Millicent Maxine Edwards (August 24, 1928 – August 26, 1998) was an American actress who performed on stage, in films, and on television.

Early years 
She was born Millicent Maxine Edwards in Jackson Heights, Queens, New York. After moving to Florida, she graduated from Miami Edison High School.

Career 
When she was 12 years old, Edwards danced in Let's Face It, and at the age of 14, she appeared on Broadway as a dancer in Ziegfeld Follies of 1943. Her other Broadway credits include Laffing Room Only (1944) and The Duchess Misbehaves (1946).

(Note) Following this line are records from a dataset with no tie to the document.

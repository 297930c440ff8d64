//! Shared helpers for the end-to-end tests: fixtures, configurations and a
//! socket-pair runner with the server on its own thread.

#![allow(dead_code)]

use std::os::unix::net::UnixStream;
use std::sync::Arc;
use std::thread;
use std::time::Duration;

use weft_core::weft_crypto::CryptoProvider;
use weft_core::{
    CipherSuite, Config, ConfigBuilder, Connection, Error, Identity, InMemorySessionCache,
    ProtocolVersion, Result, Transport,
};
use weft_crypto_rustcrypto::RustCryptoProvider;

pub const RSA_PEM: &str = include_str!("../data/rsa2048.pem");
pub const ECDSA_PEM: &str = include_str!("../data/ecdsa_p256.pem");
pub const ED25519_PEM: &str = include_str!("../data/ed25519.pem");
pub const DH_PEM: &str = include_str!("../data/dh2048.pem");

pub const SERVER_NAME: &str = "localhost";

const IO_TIMEOUT: Duration = Duration::from_secs(20);

pub fn provider() -> Arc<dyn CryptoProvider> {
    Arc::new(RustCryptoProvider::default())
}

pub fn identity(pem: &str) -> Identity {
    Identity::from_pem(pem).expect("fixture identity")
}

pub fn client_config() -> ConfigBuilder {
    Config::builder(provider()).with_server_name(SERVER_NAME)
}

pub fn server_config(pem: &str) -> ConfigBuilder {
    Config::builder(provider())
        .with_identity(identity(pem))
        .with_server_name(SERVER_NAME)
}

pub fn build(builder: ConfigBuilder) -> Arc<Config> {
    Arc::new(builder.build().expect("valid configuration"))
}

pub fn cache() -> Arc<InMemorySessionCache> {
    Arc::new(InMemorySessionCache::default())
}

/// Route engine logs to the test harness; `RUST_LOG=debug` shows them.
pub fn init_tracing() {
    let _ = tracing_subscriber::fmt()
        .with_env_filter(tracing_subscriber::EnvFilter::from_default_env())
        .with_test_writer()
        .try_init();
}

/// Run `client` on this thread and `server` on a new one over a connected
/// socket pair. The client's socket is closed before the server is joined.
pub fn run_pair<RC, RS>(
    client: impl FnOnce(UnixStream) -> RC,
    server: impl FnOnce(UnixStream) -> RS + Send + 'static,
) -> (RC, RS)
where
    RS: Send + 'static,
{
    init_tracing();
    let (c, s) = UnixStream::pair().expect("socket pair");
    c.set_read_timeout(Some(IO_TIMEOUT)).expect("timeout");
    s.set_read_timeout(Some(IO_TIMEOUT)).expect("timeout");
    let handle = thread::spawn(move || server(s));
    let client_result = client(c);
    let server_result = handle.join().expect("server thread panicked");
    (client_result, server_result)
}

/// What one side saw.
#[derive(Debug)]
pub struct Summary {
    pub version: Option<ProtocolVersion>,
    pub suite: Option<CipherSuite>,
    pub resumed: bool,
    pub early_data_accepted: bool,
    pub early_data: Vec<u8>,
    pub peer_certificates: usize,
    pub server_name: Option<String>,
}

impl Summary {
    pub fn of<T: Transport>(conn: &Connection<T>) -> Self {
        Self {
            version: conn.protocol_version(),
            suite: conn.cipher_suite(),
            resumed: conn.is_resumed(),
            early_data_accepted: conn.early_data_accepted(),
            early_data: Vec::new(),
            peer_certificates: conn.peer_certificates().len(),
            server_name: conn.server_name().map(str::to_owned),
        }
    }
}

/// Read exactly `n` bytes of application data.
pub fn read_exact<T: Transport>(conn: &mut Connection<T>, n: usize) -> Result<Vec<u8>> {
    let mut out = vec![0u8; n];
    let mut filled = 0;
    while filled < n {
        let k = conn.read_application_data(&mut out[filled..])?;
        if k == 0 {
            return Err(Error::ConnectionClosed);
        }
        filled += k;
    }
    Ok(out)
}

/// Client side of a ping/pong exchange: connect, send "ping", expect
/// "pong", close.
pub fn client_echo(
    config: Arc<Config>,
    cache: Arc<InMemorySessionCache>,
    early_data: Option<&'static [u8]>,
) -> impl FnOnce(UnixStream) -> Result<Summary> {
    move |stream| {
        let mut conn = Connection::client(config, stream).with_session_cache(cache);
        if let Some(data) = early_data {
            conn.set_early_data(data);
        }
        conn.connect()?;
        conn.write_application_data(b"ping")?;
        let reply = read_exact(&mut conn, 4)?;
        assert_eq!(reply, b"pong");
        let summary = Summary::of(&conn);
        conn.close()?;
        Ok(summary)
    }
}

/// Server side of a ping/pong exchange: accept, expect "ping", send
/// "pong", wait for close_notify.
pub fn server_echo(
    config: Arc<Config>,
    cache: Arc<InMemorySessionCache>,
) -> impl FnOnce(UnixStream) -> Result<Summary> + Send + 'static {
    move |stream| {
        let mut conn = Connection::server(config, stream).with_session_cache(cache);
        conn.accept()?;
        let request = read_exact(&mut conn, 4)?;
        assert_eq!(request, b"ping");
        conn.write_application_data(b"pong")?;
        let mut summary = Summary::of(&conn);
        summary.early_data = conn.take_early_data();
        let mut rest = [0u8; 16];
        assert_eq!(conn.read_application_data(&mut rest)?, 0);
        Ok(summary)
    }
}

/// One full ping/pong connection with the given configurations and caches.
pub fn exchange(
    client: &Arc<Config>,
    client_cache: &Arc<InMemorySessionCache>,
    server: &Arc<Config>,
    server_cache: &Arc<InMemorySessionCache>,
    early_data: Option<&'static [u8]>,
) -> (Result<Summary>, Result<Summary>) {
    run_pair(
        client_echo(client.clone(), client_cache.clone(), early_data),
        server_echo(server.clone(), server_cache.clone()),
    )
}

Edwards' film debut came in My Wild Irish Rose (1947). She also appeared in the films Trail of Robin Hood, Spoilers of the Plains, Heart of the Rockies, In Old Amarillo, North of the Great Divide, Sunset in the West, Street Bandits, and Missing Women, among others.

In the late 1940s, Edwards toured the United States for 14 months, performing in vaudeville.

Public response to Edwards' appearance with Roy Rogers in Sunset in the West (1950) led to her receiving a long-term contract with Republic Pictures.

In the 1950s, Edwards appeared on television in Westerns and mystery programs. Edwards appeared as Nan Gable in the 1958 episode, "Two-Gun Nan", on the syndicated television anthology series, Death Valley Days.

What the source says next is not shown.